Task objective ::
Reproduce each line from the first in the data through the line that contains "a map here)." exactly; give nothing else.
======== Source material ========
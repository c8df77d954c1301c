//! Process configuration read from the environment at startup.

use std::net::SocketAddr;

use shopfront_core::{BaseUrl, BaseUrlPolicy, DomainResult};

pub const BASE_URL_VAR: &str = "PUBLIC_BASE_URL";
pub const REQUIRE_BASE_URL_VAR: &str = "REQUIRE_BASE_URL";
pub const BIND_ADDR_VAR: &str = "BIND_ADDR";

pub const DEFAULT_BIND_ADDR: &str = "0.0.0.0:3000";

#[derive(Debug, Clone, PartialEq, Eq)]
pub struct WebConfig {
    pub base_url: BaseUrl,
    pub bind_addr: SocketAddr,
}

impl WebConfig {
    pub fn from_env() -> DomainResult<Self> {
        Self::from_lookup(|key| std::env::var(key).ok())
    }

    /// Build from an arbitrary key lookup (tests pass a map here).
    pub fn from_lookup(lookup: impl Fn(&str) -> Option<String>) -> DomainResult<Self> {
        let policy = match lookup(REQUIRE_BASE_URL_VAR).as_deref().map(parse_flag) {
            Some(Some(true)) => BaseUrlPolicy::Required,
            Some(Some(false)) | None => BaseUrlPolicy::Fallback,
            Some(None) => {
                tracing::warn!("{REQUIRE_BASE_URL_VAR} is not a boolean; treating as false");
                BaseUrlPolicy::Fallback
            }
        };

        let base_url = BaseUrl::resolve(lookup(BASE_URL_VAR).as_deref(), policy)?;

        let bind_addr = lookup(BIND_ADDR_VAR)
            .and_then(|raw| match raw.trim().parse::<SocketAddr>() {
                Ok(addr) => Some(addr),
                Err(e) => {
                    tracing::warn!("invalid {BIND_ADDR_VAR} {raw:?} ({e}); using {DEFAULT_BIND_ADDR}");
                    None
                }
            })
            .unwrap_or_else(default_bind_addr);

        Ok(Self { base_url, bind_addr })
    }
}

fn default_bind_addr() -> SocketAddr {
    SocketAddr::from(([0, 0, 0, 0], 3000))
}

fn parse_flag(raw: &str) -> Option<bool> {
    match raw.trim().to_ascii_lowercase().as_str() {
        "1" | "true" | "yes" | "on" => Some(true),
        "0" | "false" | "no" | "off" | "" => Some(false),
        _ => None,
    }
}
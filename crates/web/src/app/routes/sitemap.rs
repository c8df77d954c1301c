use std::sync::Arc;

use axum::{
    extract::Extension,
    http::header,
    response::{IntoResponse, Response},
};
use chrono::Utc;

use shopfront_seo::sitemap;

use crate::app::SiteState;

/// `GET /sitemap.xml`, stamped with the request time.
pub async fn sitemap_xml(Extension(site): Extension<Arc<SiteState>>) -> Response {
    let entries = sitemap::generate(&site.base_url, site.catalog.as_ref(), Utc::now());
    (
        [(header::CONTENT_TYPE, "application/xml; charset=utf-8")],
        sitemap::render_xml(&entries),
    )
        .into_response()
}
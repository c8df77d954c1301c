//! Public base URL of the deployment.
//!
//! Every absolute URL the site emits (canonical links, Open Graph urls,
//! JSON-LD ids, sitemap locations) is built by joining a path onto a
//! [`BaseUrl`].

use serde::Serialize;

use crate::error::{DomainError, DomainResult};

/// Used when no base URL is configured.
pub const DEFAULT_BASE_URL: &str = "http://localhost:3000";

const SCHEMES: [&str; 2] = ["http://", "https://"];

/// How a missing base URL is treated at startup.
#[derive(Debug, Clone, Copy, PartialEq, Eq, Default)]
pub enum BaseUrlPolicy {
    /// Fall back to [`DEFAULT_BASE_URL`].
    #[default]
    Fallback,
    /// Refuse to start without an explicit value.
    Required,
}

/// Absolute base URL.
///
/// Always starts with `http://` or `https://` and never ends with `/`.
#[derive(Debug, Clone, PartialEq, Eq, Hash, Serialize)]
#[serde(transparent)]
pub struct BaseUrl(String);

impl BaseUrl {
    /// Normalize an optional configured value. Total: never fails.
    pub fn normalize(raw: Option<&str>) -> Self {
        Self::try_normalize(raw).unwrap_or_else(|| {
            if let Some(value) = raw.filter(|s| !s.trim().is_empty()) {
                tracing::warn!(value, "base url has no host; using default");
            }
            Self::default()
        })
    }

    /// `None` when the value is absent, blank, or has no host.
    pub fn try_normalize(raw: Option<&str>) -> Option<Self> {
        let raw = raw.map(str::trim).filter(|s| !s.is_empty())?;

        let (scheme, rest) = split_scheme(raw);
        let rest = rest.trim_end_matches('/');
        if rest.is_empty() {
            return None;
        }

        Some(Self(format!("{scheme}{rest}")))
    }

    /// Resolve a configured value under the given policy.
    ///
    /// A value without a usable host counts as missing.
    pub fn resolve(raw: Option<&str>, policy: BaseUrlPolicy) -> DomainResult<Self> {
        match (Self::try_normalize(raw), policy) {
            (Some(base), _) => Ok(base),
            (None, BaseUrlPolicy::Required) => {
                Err(DomainError::missing_config("PUBLIC_BASE_URL"))
            }
            (None, BaseUrlPolicy::Fallback) => {
                tracing::warn!(value = ?raw, "PUBLIC_BASE_URL not usable; using {DEFAULT_BASE_URL}");
                Ok(Self::default())
            }
        }
    }

    pub fn as_str(&self) -> &str {
        &self.0
    }

    /// Absolute URL for a site path (`"/products"`, `"products/1"`, ...).
    pub fn join(&self, path: &str) -> String {
        let path = path.trim_start_matches('/');
        if path.is_empty() {
            self.0.clone()
        } else {
            format!("{}/{}", self.0, path)
        }
    }
}

impl Default for BaseUrl {
    fn default() -> Self {
        Self(DEFAULT_BASE_URL.to_string())
    }
}

impl core::fmt::Display for BaseUrl {
    fn fmt(&self, f: &mut core::fmt::Formatter<'_>) -> core::fmt::Result {
        f.write_str(&self.0)
    }
}

impl AsRef<str> for BaseUrl {
    fn as_ref(&self) -> &str {
        &self.0
    }
}

/// Split off a recognized scheme (case-insensitive, returned lowercased).
/// Values without one get `https://`.
fn split_scheme(raw: &str) -> (&'static str, &str) {
    for scheme in SCHEMES {
        if raw.len() >= scheme.len()
            && raw.is_char_boundary(scheme.len())
            && raw[..scheme.len()].eq_ignore_ascii_case(scheme)
        {
            return (scheme, &raw[scheme.len()..]);
        }
    }
    ("https://", raw)
}
use serde::{Deserialize, Serialize};

use shopfront_core::{DomainError, DomainResult};

/// Stock state, mirrored onto schema.org's `ItemAvailability` values.
#[derive(Debug, Clone, Copy, PartialEq, Eq, Hash, Serialize, Deserialize)]
pub enum Availability {
    InStock,
    OutOfStock,
    PreOrder,
}

impl Availability {
    pub fn as_str(&self) -> &'static str {
        match self {
            Availability::InStock => "InStock",
            Availability::OutOfStock => "OutOfStock",
            Availability::PreOrder => "PreOrder",
        }
    }

    /// `https://schema.org/<Variant>`.
    pub fn schema_url(&self) -> String {
        format!("https://schema.org/{}", self.as_str())
    }
}

impl core::fmt::Display for Availability {
    fn fmt(&self, f: &mut core::fmt::Formatter<'_>) -> core::fmt::Result {
        f.write_str(self.as_str())
    }
}

/// Price in the currency's smallest unit (e.g. cents).
///
/// Displays as a two-decimal string (`19999` -> `"199.99"`).
#[derive(Debug, Clone, Copy, PartialEq, Eq, PartialOrd, Ord, Hash, Serialize, Deserialize)]
#[serde(transparent)]
pub struct Price(pub u64);

impl Price {
    pub fn from_minor(amount: u64) -> Self {
        Self(amount)
    }
}

impl core::fmt::Display for Price {
    fn fmt(&self, f: &mut core::fmt::Formatter<'_>) -> core::fmt::Result {
        write!(f, "{}.{:02}", self.0 / 100, self.0 % 100)
    }
}

/// Average rating together with the number of reviews it was computed from.
///
/// Both values exist together or not at all.
#[derive(Debug, Clone, Copy, PartialEq, Serialize, Deserialize)]
pub struct AggregateRating {
    pub value: f64,
    pub review_count: u32,
}

pub const MAX_RATING: f64 = 5.0;

/// Catalog record. Immutable once the catalog is built.
#[derive(Debug, Clone, PartialEq, Serialize, Deserialize)]
pub struct Product {
    pub id: String,
    pub name: String,
    pub description: String,
    pub category: Vec<String>,
    pub price: Price,
    pub currency: String, // ISO 4217 code (e.g. "USD")
    pub image: String,    // site-relative path
    pub availability: Availability,
    pub brand: String,
    pub sku: String,
    pub rating: Option<AggregateRating>,
}

impl Product {
    /// Site path of the detail page (`/products/<id>`).
    pub fn path(&self) -> String {
        product_path(&self.id)
    }

    /// Categories joined the way schema.org `category` expects them.
    pub fn category_label(&self) -> String {
        self.category.join(", ")
    }

    pub fn validate(&self) -> DomainResult<()> {
        if self.id.trim().is_empty() {
            return Err(DomainError::validation("product id must not be empty"));
        }
        if self.name.trim().is_empty() {
            return Err(DomainError::validation(format!("product {}: name must not be empty", self.id)));
        }
        if self.sku.trim().is_empty() {
            return Err(DomainError::validation(format!("product {}: sku must not be empty", self.id)));
        }
        if self.currency.len() != 3 || !self.currency.bytes().all(|b| b.is_ascii_uppercase()) {
            return Err(DomainError::validation(format!(
                "product {}: currency must be a three-letter code, got {:?}",
                self.id, self.currency
            )));
        }
        if let Some(rating) = &self.rating {
            if !rating.value.is_finite() || !(0.0..=MAX_RATING).contains(&rating.value) {
                return Err(DomainError::validation(format!(
                    "product {}: rating must be within 0..={MAX_RATING}",
                    self.id
                )));
            }
        }
        Ok(())
    }
}

/// Site path for a product id, percent-encoding the id segment.
pub fn product_path(id: &str) -> String {
    format!("/products/{}", urlencoding::encode(id))
}
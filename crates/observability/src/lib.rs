//! Tracing and logging setup shared by the binaries.

/// Initialize process-wide tracing/logging.
///
/// This is safe to call multiple times; subsequent calls become no-ops.
pub fn init() {
    tracing::init(tracing::LogFormat::from_env());
}

/// Tracing configuration (filters, output format).
pub mod tracing;
use axum::{Router, routing::get};

pub mod pages;
pub mod sitemap;
pub mod system;

/// Router for the rendered pages.
pub fn router() -> Router {
    Router::new()
        .route("/", get(pages::home))
        .route("/products", get(pages::listing))
        .route("/products/:id", get(pages::product_detail))
}
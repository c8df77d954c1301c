use std::collections::HashSet;
use std::sync::Arc;

use shopfront_core::{DomainError, DomainResult};

use crate::product::Product;
use crate::seed;

/// Read-only product lookups used by the page builders.
pub trait ProductCatalog: Send + Sync {
    /// All products, in catalog order.
    fn list_all(&self) -> &[Product];

    /// Exact-match lookup by identifier.
    fn find_by_id(&self, id: &str) -> Option<&Product>;
}

impl<C> ProductCatalog for Arc<C>
where
    C: ProductCatalog + ?Sized,
{
    fn list_all(&self) -> &[Product] {
        (**self).list_all()
    }

    fn find_by_id(&self, id: &str) -> Option<&Product> {
        (**self).find_by_id(id)
    }
}

/// Fixed in-memory catalog. Insertion order is preserved.
#[derive(Debug, Clone, PartialEq)]
pub struct InMemoryCatalog {
    products: Vec<Product>,
}

impl InMemoryCatalog {
    /// Build a catalog, validating each record and rejecting duplicate ids.
    pub fn new(products: Vec<Product>) -> DomainResult<Self> {
        let mut seen = HashSet::with_capacity(products.len());
        for product in &products {
            product.validate()?;
            if !seen.insert(product.id.as_str()) {
                return Err(DomainError::duplicate_id(product.id.clone()));
            }
        }
        tracing::debug!(products = products.len(), "catalog loaded");
        Ok(Self { products })
    }

    /// The built-in reference catalog (four products, ids "1" to "4"),
    /// validated like any other.
    pub fn reference() -> DomainResult<Self> {
        Self::new(seed::reference_products())
    }

    pub fn len(&self) -> usize {
        self.products.len()
    }

    pub fn is_empty(&self) -> bool {
        self.products.is_empty()
    }
}

impl ProductCatalog for InMemoryCatalog {
    fn list_all(&self) -> &[Product] {
        &self.products
    }

    fn find_by_id(&self, id: &str) -> Option<&Product> {
        self.products.iter().find(|p| p.id == id)
    }
}
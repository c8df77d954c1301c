use std::sync::Arc;

use anyhow::Context;

use shopfront_products::{InMemoryCatalog, ProductCatalog};
use shopfront_web::config::WebConfig;

#[tokio::main]
async fn main() -> anyhow::Result<()> {
    shopfront_observability::init();

    let config = WebConfig::from_env().context("invalid configuration")?;
    let catalog = InMemoryCatalog::reference().context("invalid reference catalog")?;
    if catalog.is_empty() {
        tracing::warn!("catalog is empty; only fixed pages will be served");
    }
    tracing::info!(
        base_url = %config.base_url,
        products = catalog.len(),
        "starting storefront"
    );
    let catalog: Arc<dyn ProductCatalog> = Arc::new(catalog);

    let app = shopfront_web::app::build_app(config.base_url.clone(), catalog);

    let listener = tokio::net::TcpListener::bind(config.bind_addr)
        .await
        .with_context(|| format!("failed to bind {}", config.bind_addr))?;

    tracing::info!("listening on {}", listener.local_addr()?);

    axum::serve(listener, app).await.context("server error")?;
    Ok(())
}
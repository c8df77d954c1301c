//! SEO building blocks: per-route metadata, JSON-LD structured data, and the
//! sitemap.
//!
//! Everything here is a pure function of the catalog and the [`BaseUrl`];
//! rendering to HTML/XML text is left to the web crate (except the sitemap
//! document, which has exactly one serialization).
//!
//! [`BaseUrl`]: shopfront_core::BaseUrl

pub mod metadata;
pub mod site;
pub mod sitemap;
pub mod structured_data;

pub use metadata::{Metadata, ResolvedMetadata, SiteLayout};
pub use sitemap::{ChangeFrequency, SitemapEntry};
pub use structured_data::{JsonLd, StructuredData};
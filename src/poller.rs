// Ultralytics 🚀 AGPL-3.0 License - https://ultralytics.com/license

//! Fixed-interval driver for [`Session::run_cycle`].
//!
//! The poller thread owns the session, the frame source and the estimator. Cycles
//! run back to back on that thread, so at most one inference is ever in flight.
//! Ticks that fire during a long cycle collapse into a single pending tick and are
//! recorded as overruns.

use std::thread::{self, JoinHandle};
use std::time::{Duration, Instant};

use crossbeam_channel::{Receiver, Sender, bounded, select, tick};

use crate::error::{Result, SquatError};
use crate::estimator::PoseEstimator;
use crate::session::{CycleOutcome, Session, StopToken};
use crate::source::FrameSource;

/// Default poll interval.
pub const DEFAULT_POLL_INTERVAL: Duration = Duration::from_millis(100);

/// Poller timing.
#[derive(Debug, Clone, Copy, PartialEq, Eq)]
pub struct PollerConfig {
    /// Time between cycle starts.
    pub interval: Duration,
}

impl Default for PollerConfig {
    fn default() -> Self {
        Self {
            interval: DEFAULT_POLL_INTERVAL,
        }
    }
}

impl PollerConfig {
    /// Create a configuration with the default 100 ms interval.
    #[must_use]
    pub fn new() -> Self {
        Self::default()
    }

    /// Set the poll interval.
    #[must_use]
    pub const fn with_interval(mut self, interval: Duration) -> Self {
        self.interval = interval;
        self
    }

    /// # Errors
    ///
    /// Returns [`SquatError::ConfigError`] for a zero interval.
    pub fn validate(&self) -> Result<()> {
        if self.interval.is_zero() {
            return Err(SquatError::ConfigError(
                "poll interval must be greater than zero".to_string(),
            ));
        }
        Ok(())
    }
}

/// Handle to a running poll loop.
///
/// Dropping the handle stops the loop and waits for it.
pub struct Poller {
    stop: StopToken,
    wake: Sender<()>,
    handle: Option<JoinHandle<Session>>,
}

impl Poller {
    /// Start polling on a new thread.
    ///
    /// `on_cycle` runs on the poller thread after every cycle, with the session as
    /// that cycle left it. The loop ends when stop is requested or the source is
    /// finished.
    ///
    /// # Errors
    ///
    /// Returns an error for an invalid config or if the thread cannot be spawned.
    pub fn spawn<S, E, F>(
        session: Session,
        source: S,
        estimator: E,
        config: PollerConfig,
        on_cycle: F,
    ) -> Result<Self>
    where
        S: FrameSource + 'static,
        E: PoseEstimator + 'static,
        F: FnMut(&CycleOutcome, &Session) + Send + 'static,
    {
        config.validate()?;

        let stop = StopToken::new();
        let (wake_tx, wake_rx) = bounded(1);
        let loop_stop = stop.clone();

        let handle = thread::Builder::new()
            .name("squat-poller".to_string())
            .spawn(move || {
                poll_loop(
                    session,
                    source,
                    estimator,
                    config.interval,
                    &loop_stop,
                    &wake_rx,
                    on_cycle,
                )
            })
            .map_err(|e| SquatError::PollerError(format!("Failed to spawn poller thread: {e}")))?;

        Ok(Self {
            stop,
            wake: wake_tx,
            handle: Some(handle),
        })
    }

    /// Token that stops this poller when requested.
    #[must_use]
    pub fn stop_token(&self) -> StopToken {
        self.stop.clone()
    }

    /// Ask the loop to stop and wake it if it is waiting for a tick.
    ///
    /// An inference already in flight runs to completion and its result is discarded.
    pub fn request_stop(&self) {
        self.stop.request();
        let _ = self.wake.try_send(());
    }

    /// Whether the loop has exited.
    #[must_use]
    pub fn is_finished(&self) -> bool {
        self.handle.as_ref().is_none_or(JoinHandle::is_finished)
    }

    /// Wait for the loop to exit and take back the session.
    ///
    /// # Errors
    ///
    /// Returns [`SquatError::PollerError`] if the poller thread panicked.
    pub fn join(mut self) -> Result<Session> {
        let handle = self
            .handle
            .take()
            .ok_or_else(|| SquatError::PollerError("poller already joined".to_string()))?;
        handle
            .join()
            .map_err(|_| SquatError::PollerError("poller thread panicked".to_string()))
    }

    /// Request stop, then join.
    ///
    /// # Errors
    ///
    /// See [`Poller::join`].
    pub fn stop(self) -> Result<Session> {
        self.request_stop();
        self.join()
    }
}

impl Drop for Poller {
    fn drop(&mut self) {
        if let Some(handle) = self.handle.take() {
            self.request_stop();
            let _ = handle.join();
        }
    }
}

fn poll_loop<S, E, F>(
    mut session: Session,
    mut source: S,
    mut estimator: E,
    interval: Duration,
    stop: &StopToken,
    wake: &Receiver<()>,
    mut on_cycle: F,
) -> Session
where
    S: FrameSource,
    E: PoseEstimator,
    F: FnMut(&CycleOutcome, &Session),
{
    let ticker = tick(interval);

    loop {
        select! {
            recv(ticker) -> _ => {}
            recv(wake) -> _ => {}
        }
        if stop.is_requested() || source.is_finished() {
            break;
        }

        let started = Instant::now();
        let outcome = session.run_cycle(&mut source, &mut estimator, stop);
        let overrun = started.elapsed().as_nanos() / interval.as_nanos();
        session.record_overrun(u64::try_from(overrun).unwrap_or(u64::MAX));

        if let CycleOutcome::Aborted(e) = &outcome
            && crate::cli::logging::is_verbose()
        {
            crate::warn!("Cycle skipped: {e}");
        }

        on_cycle(&outcome, &session);

        if matches!(outcome, CycleOutcome::Cancelled) {
            break;
        }
    }

    session
}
========
Reply ::
repository c8df77d954c1301c
//! Process configuration read from the environment at startup.

use std::net::SocketAddr;

use shopfront_core::{BaseUrl, BaseUrlPolicy, DomainResult};

pub const BASE_URL_VAR: &str = "PUBLIC_BASE_URL";
pub const REQUIRE_BASE_URL_VAR: &str = "REQUIRE_BASE_URL";
pub const BIND_ADDR_VAR: &str = "BIND_ADDR";

pub const DEFAULT_BIND_ADDR: &str = "0.0.0.0:3000";

#[derive(Debug, Clone, PartialEq, Eq)]
pub struct WebConfig {
    pub base_url: BaseUrl,
    pub bind_addr: SocketAddr,
}

impl WebConfig {
    pub fn from_env() -> DomainResult<Self> {
        Self::from_lookup(|key| std::env::var(key).ok())
    }

    /// Build from an arbitrary key lookup (tests pass a map here).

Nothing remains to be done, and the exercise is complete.